### Task statement
Take the entries below and print only the lines from the one with "self.api_key = Some(key.into());" through the one with "pub const RESOURCE_ACTIVITIES: &str", exactly as they stand, both ends included.

### Supplied records
==============================
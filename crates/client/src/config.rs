//! Environment-driven client configuration.

/// Environment variable naming the CRM API base URL.
pub const ENV_BASE_URL: &str = "LEADLINE_API_BASE_URL";

/// Environment variable naming the optional API key.
pub const ENV_API_KEY: &str = "LEADLINE_API_KEY";

/// Connection settings for one CRM backend.
#[derive(Debug, Clone)]
pub struct ClientConfig {
    /// Base HTTP URL, e.g. `https://crm.example.com` (no trailing slash).
    pub base_url: String,
    /// Bearer token attached to every request when present.
    pub api_key: Option<String>,
}

/// Errors raised while loading configuration.
#[derive(Debug, thiserror::Error)]
pub enum ConfigError {
    /// A required environment variable is absent.
    #[error("Missing required environment variable: {0}")]
    MissingVar(&'static str),
}

impl ClientConfig {
    pub fn new(base_url: impl Into<String>) -> Self {
        Self {
            base_url: base_url.into().trim_end_matches('/').to_string(),
            api_key: None,
        }
    }

    pub fn with_api_key(mut self, key: impl Into<String>) -> Self {
        self.api_key = Some(key.into());
        self
    }

    /// Load configuration from the environment, reading `.env` first
    /// when one is present.
    pub fn from_env() -> Result<Self, ConfigError> {
        dotenvy::dotenv().ok();
        let base_url =
            std::env::var(ENV_BASE_URL).map_err(|_| ConfigError::MissingVar(ENV_BASE_URL))?;
        let mut config = Self::new(base_url);
        config.api_key = std::env::var(ENV_API_KEY).ok();
        Ok(config)
    }
}
//! The collaborator seam between the state store and the network.

use async_trait::async_trait;
use leadline_core::query::LeadQuery;
use leadline_core::types::DbId;
use serde_json::{Map, Value};

use crate::api::CrmApiError;
use crate::envelope::{Catalog, RecordPage};

/// Logical resource name for lead records.
pub const RESOURCE_CONTACTS: &str = "contacts";

/// Logical resource name for todo/activity records.
pub const RESOURCE_ACTIVITIES: &str = "activities";

/// Remote CRM operations the store depends on.
///
/// Implemented by [`crate::api::CrmApi`] over HTTP and by in-memory
/// fakes in store tests.
#[async_trait]
pub trait RemoteCrm: Send + Sync {
    /// Fetch one page of raw records for a resource.
    async fn fetch_page(
        &self,
        resource: &str,
        query: &LeadQuery,
    ) -> Result<RecordPage, CrmApiError>;

    /// Fetch a single record; absence is `Ok(None)`, not an error.
    async fn fetch_one(&self, resource: &str, id: DbId) -> Result<Option<Value>, CrmApiError>;

    /// Create a record; returns the server-assigned id.
    async fn create(&self, resource: &str, body: Map<String, Value>) -> Result<DbId, CrmApiError>;

    /// Partially update a record with the supplied wire fields.
    async fn update(
        &self,
        resource: &str,
        id: DbId,
        body: Map<String, Value>,
    ) -> Result<(), CrmApiError>;

    /// Permanently delete a record.
    async fn delete(&self, resource: &str, id: DbId) -> Result<(), CrmApiError>;

    /// Fetch the option catalog (tags, assignable owners, named lists).
    async fn fetch_catalog(&self) -> Result<Catalog, CrmApiError>;
}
==============================
### Exercise solution
        self.api_key = Some(key.into());
        self
    }

    /// Load configuration from the environment, reading `.env` first
    /// when one is present.
    pub fn from_env() -> Result<Self, ConfigError> {
        dotenvy::dotenv().ok();
        let base_url =
            std::env::var(ENV_BASE_URL).map_err(|_| ConfigError::MissingVar(ENV_BASE_URL))?;
        let mut config = Self::new(base_url);
        config.api_key = std::env::var(ENV_API_KEY).ok();
        Ok(config)
    }
}
//! The collaborator seam between the state store and the network.

use async_trait::async_trait;
use leadline_core::query::LeadQuery;
use leadline_core::types::DbId;
use serde_json::{Map, Value};

use crate::api::CrmApiError;
use crate::envelope::{Catalog, RecordPage};

/// Logical resource name for lead records.
pub const RESOURCE_CONTACTS: &str = "contacts";

/// Logical resource name for todo/activity records.
pub const RESOURCE_ACTIVITIES: &str = "activities";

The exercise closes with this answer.